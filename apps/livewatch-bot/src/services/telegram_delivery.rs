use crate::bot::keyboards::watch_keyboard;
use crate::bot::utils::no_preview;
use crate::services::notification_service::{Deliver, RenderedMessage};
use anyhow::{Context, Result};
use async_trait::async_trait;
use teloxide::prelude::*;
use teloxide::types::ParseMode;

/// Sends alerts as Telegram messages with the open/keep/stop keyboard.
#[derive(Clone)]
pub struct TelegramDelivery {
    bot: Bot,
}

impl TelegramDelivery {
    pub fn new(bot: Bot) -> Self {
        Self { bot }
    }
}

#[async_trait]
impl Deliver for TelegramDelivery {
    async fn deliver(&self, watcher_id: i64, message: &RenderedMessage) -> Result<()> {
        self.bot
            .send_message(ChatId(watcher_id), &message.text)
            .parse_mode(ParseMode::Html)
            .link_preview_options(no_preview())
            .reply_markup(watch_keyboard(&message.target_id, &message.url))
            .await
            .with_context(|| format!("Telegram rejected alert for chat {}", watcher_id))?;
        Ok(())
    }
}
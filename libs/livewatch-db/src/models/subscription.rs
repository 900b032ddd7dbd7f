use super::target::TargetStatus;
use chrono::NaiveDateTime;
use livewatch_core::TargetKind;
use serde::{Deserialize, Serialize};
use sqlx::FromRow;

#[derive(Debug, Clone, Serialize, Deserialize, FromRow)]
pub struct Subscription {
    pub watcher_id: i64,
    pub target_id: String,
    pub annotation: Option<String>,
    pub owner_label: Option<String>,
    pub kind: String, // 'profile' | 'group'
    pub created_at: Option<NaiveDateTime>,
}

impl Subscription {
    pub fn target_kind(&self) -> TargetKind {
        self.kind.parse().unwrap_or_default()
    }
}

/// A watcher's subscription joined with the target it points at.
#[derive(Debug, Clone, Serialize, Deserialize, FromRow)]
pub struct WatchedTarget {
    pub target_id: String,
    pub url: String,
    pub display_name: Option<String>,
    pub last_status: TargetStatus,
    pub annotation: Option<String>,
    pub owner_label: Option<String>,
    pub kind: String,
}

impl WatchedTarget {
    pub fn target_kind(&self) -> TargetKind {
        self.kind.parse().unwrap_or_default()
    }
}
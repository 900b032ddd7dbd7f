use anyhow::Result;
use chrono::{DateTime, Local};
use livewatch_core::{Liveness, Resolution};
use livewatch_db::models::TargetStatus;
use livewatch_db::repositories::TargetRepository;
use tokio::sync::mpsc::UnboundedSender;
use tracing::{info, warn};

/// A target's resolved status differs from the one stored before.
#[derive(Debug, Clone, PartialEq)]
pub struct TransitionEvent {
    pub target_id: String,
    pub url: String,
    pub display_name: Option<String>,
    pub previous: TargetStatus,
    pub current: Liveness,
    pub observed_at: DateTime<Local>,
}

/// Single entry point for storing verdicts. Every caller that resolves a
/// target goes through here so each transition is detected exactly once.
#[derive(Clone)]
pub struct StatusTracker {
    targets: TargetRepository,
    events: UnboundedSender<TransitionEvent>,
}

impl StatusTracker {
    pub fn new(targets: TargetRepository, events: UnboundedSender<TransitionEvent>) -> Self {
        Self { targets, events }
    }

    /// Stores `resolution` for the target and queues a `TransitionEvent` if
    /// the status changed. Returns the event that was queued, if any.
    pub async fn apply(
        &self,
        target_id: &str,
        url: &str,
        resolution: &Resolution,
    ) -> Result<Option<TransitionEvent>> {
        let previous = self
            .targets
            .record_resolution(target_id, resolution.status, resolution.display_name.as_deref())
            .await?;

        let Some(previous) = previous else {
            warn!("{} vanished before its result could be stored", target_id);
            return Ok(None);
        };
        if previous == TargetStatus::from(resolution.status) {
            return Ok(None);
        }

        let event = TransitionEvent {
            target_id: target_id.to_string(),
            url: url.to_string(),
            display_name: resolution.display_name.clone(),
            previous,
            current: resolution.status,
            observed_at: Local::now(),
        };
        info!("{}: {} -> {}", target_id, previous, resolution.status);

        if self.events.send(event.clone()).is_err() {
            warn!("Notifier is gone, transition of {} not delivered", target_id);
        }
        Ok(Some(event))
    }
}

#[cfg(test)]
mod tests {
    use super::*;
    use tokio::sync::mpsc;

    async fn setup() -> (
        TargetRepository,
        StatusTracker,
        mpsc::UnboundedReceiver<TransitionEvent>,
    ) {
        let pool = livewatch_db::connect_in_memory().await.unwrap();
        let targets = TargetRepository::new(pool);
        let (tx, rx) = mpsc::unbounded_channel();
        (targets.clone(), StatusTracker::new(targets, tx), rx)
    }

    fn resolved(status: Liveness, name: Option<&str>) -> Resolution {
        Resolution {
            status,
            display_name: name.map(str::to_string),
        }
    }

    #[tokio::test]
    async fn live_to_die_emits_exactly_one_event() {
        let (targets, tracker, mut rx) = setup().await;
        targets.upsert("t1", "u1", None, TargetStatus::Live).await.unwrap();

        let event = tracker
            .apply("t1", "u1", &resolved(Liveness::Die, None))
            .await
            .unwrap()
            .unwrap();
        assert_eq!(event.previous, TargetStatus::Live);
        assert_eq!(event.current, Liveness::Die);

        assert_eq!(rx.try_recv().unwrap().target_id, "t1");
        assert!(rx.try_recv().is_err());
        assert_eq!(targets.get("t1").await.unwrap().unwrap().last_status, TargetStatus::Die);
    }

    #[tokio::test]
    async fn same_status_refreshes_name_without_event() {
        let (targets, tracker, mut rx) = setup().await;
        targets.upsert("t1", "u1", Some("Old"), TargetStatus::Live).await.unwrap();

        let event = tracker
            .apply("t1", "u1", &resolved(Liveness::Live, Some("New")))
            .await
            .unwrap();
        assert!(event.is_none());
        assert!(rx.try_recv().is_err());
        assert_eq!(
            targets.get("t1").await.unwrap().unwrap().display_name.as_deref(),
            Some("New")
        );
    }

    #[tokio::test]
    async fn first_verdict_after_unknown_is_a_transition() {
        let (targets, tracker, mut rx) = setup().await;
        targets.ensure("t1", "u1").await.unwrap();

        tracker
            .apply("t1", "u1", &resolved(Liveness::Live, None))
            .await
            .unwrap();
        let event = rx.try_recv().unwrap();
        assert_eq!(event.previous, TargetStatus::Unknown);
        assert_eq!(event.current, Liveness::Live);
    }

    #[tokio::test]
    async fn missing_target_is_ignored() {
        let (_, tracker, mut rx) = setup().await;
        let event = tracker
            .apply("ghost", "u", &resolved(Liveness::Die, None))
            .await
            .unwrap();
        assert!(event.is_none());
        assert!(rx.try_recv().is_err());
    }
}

....

* Your assignment:
Your task is to restate the material above word for word.

* Response for this exercise:
filename apps/livewatch-bot/src/services/telegram_delivery.rs
use crate::bot::keyboards::watch_keyboard;
use crate::bot::utils::no_preview;
use crate::services::notification_service::{Deliver, RenderedMessage};
use anyhow::{Context, Result};
use async_trait::async_trait;
use teloxide::prelude::*;
use teloxide::types::ParseMode;

/// Sends alerts as Telegram messages with the open/keep/stop keyboard.
#[derive(Clone)]
pub struct TelegramDelivery {
    bot: Bot,
}

impl TelegramDelivery {
    pub fn new(bot: Bot) -> Self {
        Self { bot }
    }
}

#[async_trait]
impl Deliver for TelegramDelivery {
    async fn deliver(&self, watcher_id: i64, message: &RenderedMessage) -> Result<()> {
        self.bot
            .send_message(ChatId(watcher_id), &message.text)
            .parse_mode(ParseMode::Html)
            .link_preview_options(no_preview())
            .reply_markup(watch_keyboard(&message.target_id, &message.url))
            .await
            .with_context(|| format!("Telegram rejected alert for chat {}", watcher_id))?;
        Ok(())
    }
}
filename libs/livewatch-db/src/models/subscription.rs
repository 900b032ddd7dbd7f
use super::target::TargetStatus;
use chrono::NaiveDateTime;
use livewatch_core::TargetKind;
use serde::{Deserialize, Serialize};
use sqlx::FromRow;

#[derive(Debug, Clone, Serialize, Deserialize, FromRow)]
pub struct Subscription {
    pub watcher_id: i64,
    pub target_id: String,
    pub annotation: Option<String>,
    pub owner_label: Option<String>,
    pub kind: String, // 'profile' | 'group'
    pub created_at: Option<NaiveDateTime>,
}

impl Subscription {
    pub fn target_kind(&self) -> TargetKind {
        self.kind.parse().unwrap_or_default()
    }
}

/// A watcher's subscription joined with the target it points at.
#[derive(Debug, Clone, Serialize, Deserialize, FromRow)]
pub struct WatchedTarget {
    pub target_id: String,
    pub url: String,
    pub display_name: Option<String>,
    pub last_status: TargetStatus,
    pub annotation: Option<String>,
    pub owner_label: Option<String>,
    pub kind: String,
}

impl WatchedTarget {
    pub fn target_kind(&self) -> TargetKind {
        self.kind.parse().unwrap_or_default()
    }
}
repository 900b032ddd7dbd7f
use anyhow::Result;
use chrono::{DateTime, Local};
use livewatch_core::{Liveness, Resolution};
use livewatch_db::models::TargetStatus;
use livewatch_db::repositories::TargetRepository;
use tokio::sync::mpsc::UnboundedSender;
use tracing::{info, warn};

/// A target's resolved status differs from the one stored before.
#[derive(Debug, Clone, PartialEq)]
pub struct TransitionEvent {
    pub target_id: String,
    pub url: String,
    pub display_name: Option<String>,
    pub previous: TargetStatus,
    pub current: Liveness,
    pub observed_at: DateTime<Local>,
}

/// Single entry point for storing verdicts. Every caller that resolves a
/// target goes through here so each transition is detected exactly once.
#[derive(Clone)]
pub struct StatusTracker {
    targets: TargetRepository,
    events: UnboundedSender<TransitionEvent>,
}

impl StatusTracker {
    pub fn new(targets: TargetRepository, events: UnboundedSender<TransitionEvent>) -> Self {
        Self { targets, events }
    }

    /// Stores `resolution` for the target and queues a `TransitionEvent` if
    /// the status changed. Returns the event that was queued, if any.
    pub async fn apply(
        &self,
        target_id: &str,
        url: &str,
        resolution: &Resolution,
    ) -> Result<Option<TransitionEvent>> {
        let previous = self
            .targets
            .record_resolution(target_id, resolution.status, resolution.display_name.as_deref())
            .await?;

        let Some(previous) = previous else {
            warn!("{} vanished before its result could be stored", target_id);
            return Ok(None);
        };
        if previous == TargetStatus::from(resolution.status) {
            return Ok(None);
        }

        let event = TransitionEvent {
            target_id: target_id.to_string(),
            url: url.to_string(),
            display_name: resolution.display_name.clone(),
            previous,
            current: resolution.status,
            observed_at: Local::now(),
        };
        info!("{}: {} -> {}", target_id, previous, resolution.status);

        if self.events.send(event.clone()).is_err() {
            warn!("Notifier is gone, transition of {} not delivered", target_id);
        }
        Ok(Some(event))
    }
}

#[cfg(test)]
mod tests {
    use super::*;
    use tokio::sync::mpsc;

    async fn setup() -> (
        TargetRepository,
        StatusTracker,
        mpsc::UnboundedReceiver<TransitionEvent>,
    ) {
        let pool = livewatch_db::connect_in_memory().await.unwrap();
        let targets = TargetRepository::new(pool);
        let (tx, rx) = mpsc::unbounded_channel();
        (targets.clone(), StatusTracker::new(targets, tx), rx)
    }

    fn resolved(status: Liveness, name: Option<&str>) -> Resolution {
        Resolution {
            status,
            display_name: name.map(str::to_string),
        }
    }

    #[tokio::test]
    async fn live_to_die_emits_exactly_one_event() {
        let (targets, tracker, mut rx) = setup().await;
        targets.upsert("t1", "u1", None, TargetStatus::Live).await.unwrap();

        let event = tracker
            .apply("t1", "u1", &resolved(Liveness::Die, None))
            .await
            .unwrap()
            .unwrap();
        assert_eq!(event.previous, TargetStatus::Live);
        assert_eq!(event.current, Liveness::Die);

        assert_eq!(rx.try_recv().unwrap().target_id, "t1");
        assert!(rx.try_recv().is_err());
        assert_eq!(targets.get("t1").await.unwrap().unwrap().last_status, TargetStatus::Die);
    }

    #[tokio::test]
    async fn same_status_refreshes_name_without_event() {
        let (targets, tracker, mut rx) = setup().await;
        targets.upsert("t1", "u1", Some("Old"), TargetStatus::Live).await.unwrap();

        let event = tracker
            .apply("t1", "u1", &resolved(Liveness::Live, Some("New")))
            .await
            .unwrap();
        assert!(event.is_none());
        assert!(rx.try_recv().is_err());
        assert_eq!(
            targets.get("t1").await.unwrap().unwrap().display_name.as_deref(),
            Some("New")
        );
    }

    #[tokio::test]
    async fn first_verdict_after_unknown_is_a_transition() {
        let (targets, tracker, mut rx) = setup().await;
        targets.ensure("t1", "u1").await.unwrap();

        tracker
            .apply("t1", "u1", &resolved(Liveness::Live, None))
            .await
            .unwrap();
        let event = rx.try_recv().unwrap();
        assert_eq!(event.previous, TargetStatus::Unknown);
        assert_eq!(event.current, Liveness::Live);
    }

    #[tokio::test]
    async fn missing_target_is_ignored() {
        let (_, tracker, mut rx) = setup().await;
        let event = tracker
            .apply("ghost", "u", &resolved(Liveness::Die, None))
            .await
            .unwrap();
        assert!(event.is_none());
        assert!(rx.try_recv().is_err());
    }
}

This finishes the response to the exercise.